For the full story – which Laidlaw elides and which is the actually interesting part – I do need to point out that things still do depend on the amount of catch-up you get to do. For trans youth in particular, this depends on the type of hormone therapy they are getting. There are also arguments that unconditionally putting trans youth on puberty blockers until age 16 instead of starting cross-sex hormones earlier if the diagnosis is certain to be positive is difficult to justify from a point of medical ethics.
Note that we cannot guarantee that trans youth *will* reach the same BMD as their cis counterparts would have without. But this revolves around the catch-up question; that BMD will stagnate during pubertal suppression and see at most modest increases is a given.
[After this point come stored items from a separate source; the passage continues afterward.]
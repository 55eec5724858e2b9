use std::collections::BTreeSet;

use crate::error::GraphError;
use crate::types::{EntityRef, OutputId, TxId};

use super::cell::{Monotonic, OneShot};
use super::fields::{join_fn, TxField};

/// Which side of a transaction a collection belongs to.
#[derive(Copy, Clone, Debug, Eq, PartialEq, Hash)]
pub enum Io {
    /// Outputs spent by the transaction.
    Inputs,
    /// Outputs created by the transaction.
    Outputs,
}

impl Io {
    pub(crate) fn count_field(self) -> TxField {
        match self {
            Io::Inputs => TxField::InputCount,
            Io::Outputs => TxField::OutputCount,
        }
    }

    pub(crate) fn tuple_field(self) -> TxField {
        match self {
            Io::Inputs => TxField::Inputs,
            Io::Outputs => TxField::Outputs,
        }
    }

    pub(crate) fn partial_field(self) -> TxField {
        match self {
            Io::Inputs => TxField::PartialInputs,
            Io::Outputs => TxField::PartialOutputs,
        }
    }
}

/// The cells making up one side of a transaction.
pub(crate) struct IoCells<'a> {
    pub count: &'a OneShot<u32>,
    pub tuple: &'a OneShot<Vec<OutputId>>,
    pub partial: &'a Monotonic<BTreeSet<OutputId>>,
}

/// Canonical transaction entity.
///
/// `inputs`/`outputs` are only set once the matching count is known and the
/// corresponding partial set has reached it; until then related outputs
/// accumulate in `partial_inputs`/`partial_outputs`.
#[derive(Debug)]
pub struct Transaction {
    id: TxId,
    txid: OneShot<String>,
    height: OneShot<u64>,
    input_count: OneShot<u32>,
    output_count: OneShot<u32>,
    inputs: OneShot<Vec<OutputId>>,
    outputs: OneShot<Vec<OutputId>>,
    partial_inputs: Monotonic<BTreeSet<OutputId>>,
    partial_outputs: Monotonic<BTreeSet<OutputId>>,
}

impl Transaction {
    /// Creates an entity with only its identity set.
    pub fn new(id: TxId) -> Self {
        Self {
            id,
            txid: OneShot::new(),
            height: OneShot::new(),
            input_count: OneShot::new(),
            output_count: OneShot::new(),
            inputs: OneShot::new(),
            outputs: OneShot::new(),
            partial_inputs: Monotonic::new(BTreeSet::new(), join_fn),
            partial_outputs: Monotonic::new(BTreeSet::new(), join_fn),
        }
    }

    pub fn id(&self) -> TxId {
        self.id
    }

    pub(crate) fn entity(&self) -> EntityRef {
        EntityRef::Tx(self.id)
    }

    /// Transaction hash.
    pub fn txid(&self) -> &OneShot<String> {
        &self.txid
    }

    /// Confirmation height.
    pub fn height(&self) -> &OneShot<u64> {
        &self.height
    }

    pub fn input_count(&self) -> &OneShot<u32> {
        &self.input_count
    }

    pub fn output_count(&self) -> &OneShot<u32> {
        &self.output_count
    }

    /// Spent outputs ordered by input position.
    pub fn inputs(&self) -> &OneShot<Vec<OutputId>> {
        &self.inputs
    }

    /// Created outputs ordered by output index.
    pub fn outputs(&self) -> &OneShot<Vec<OutputId>> {
        &self.outputs
    }

    pub fn partial_inputs(&self) -> &Monotonic<BTreeSet<OutputId>> {
        &self.partial_inputs
    }

    pub fn partial_outputs(&self) -> &Monotonic<BTreeSet<OutputId>> {
        &self.partial_outputs
    }

    pub(crate) fn side(&self, io: Io) -> IoCells<'_> {
        match io {
            Io::Inputs => IoCells {
                count: &self.input_count,
                tuple: &self.inputs,
                partial: &self.partial_inputs,
            },
            Io::Outputs => IoCells {
                count: &self.output_count,
                tuple: &self.outputs,
                partial: &self.partial_outputs,
            },
        }
    }

    /// Non-blocking check whether `field` holds a value.
    pub fn has_value(&self, field: TxField) -> bool {
        match field {
            TxField::Txid => self.txid.has_value(),
            TxField::Height => self.height.has_value(),
            TxField::InputCount => self.input_count.has_value(),
            TxField::OutputCount => self.output_count.has_value(),
            TxField::Inputs => self.inputs.has_value(),
            TxField::Outputs => self.outputs.has_value(),
            TxField::PartialInputs => self.partial_inputs.has_value(),
            TxField::PartialOutputs => self.partial_outputs.has_value(),
        }
    }

    /// Whether a load for `field` would be redundant.
    pub(crate) fn is_resolved(&self, field: TxField) -> bool {
        match field {
            TxField::PartialInputs => self.partial_inputs.is_joined(),
            TxField::PartialOutputs => self.partial_outputs.is_joined(),
            other => self.has_value(other),
        }
    }

    pub(crate) fn fail(&self, field: TxField, err: GraphError) {
        match field {
            TxField::Txid => self.txid.fail(err),
            TxField::Height => self.height.fail(err),
            TxField::InputCount => self.input_count.fail(err),
            TxField::OutputCount => self.output_count.fail(err),
            TxField::Inputs => self.inputs.fail(err),
            TxField::Outputs => self.outputs.fail(err),
            TxField::PartialInputs => self.partial_inputs.fail(err),
            TxField::PartialOutputs => self.partial_outputs.fail(err),
        }
    }

    pub(crate) fn clear_failure(&self, field: TxField) {
        match field {
            TxField::Txid => self.txid.clear_failure(),
            TxField::Height => self.height.clear_failure(),
            TxField::InputCount => self.input_count.clear_failure(),
            TxField::OutputCount => self.output_count.clear_failure(),
            TxField::Inputs => self.inputs.clear_failure(),
            TxField::Outputs => self.outputs.clear_failure(),
            TxField::PartialInputs => self.partial_inputs.clear_failure(),
            TxField::PartialOutputs => self.partial_outputs.clear_failure(),
        }
    }
}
Instead, it seems that the standard protocols for puberty suppression, which require not only monitoring bone health and identifying and counteracting problems (e.g. vitamin D deficiency and lack of physical activity) through medical, therapeutic, and social measures seem to be the wisest way to go for with trans youth.
# How does puberty suppression actually work?
I'll also note that Laidlaw is talking about "poisoning the pituitary". I have no idea what he means by that, because it has no relation to how puberty blockers work. While GnRH analogues work on the pituitary, they do not "poison" it anymore than hormonal contracepives do (which also act on the pituitary).
In adolescents and adults, the hypothalamus produces so-called gonadotropin-releasing hormone (GnRH), which signals the pituitary gland to make follicle stimulating hormone (FSH) and luteinizing hormone (LH). FSH/LH then either induce the menstrual cycle in ovaries; or in testes, FSH triggers spermatogenesis and LH causes the production of testosterone. This part of the endocrine system is called the hypothalamus-pituitary-gonadal axis, or HPGA for short. There are some further details on how the HPGA works, but they are not needed for understanding puberty suppression.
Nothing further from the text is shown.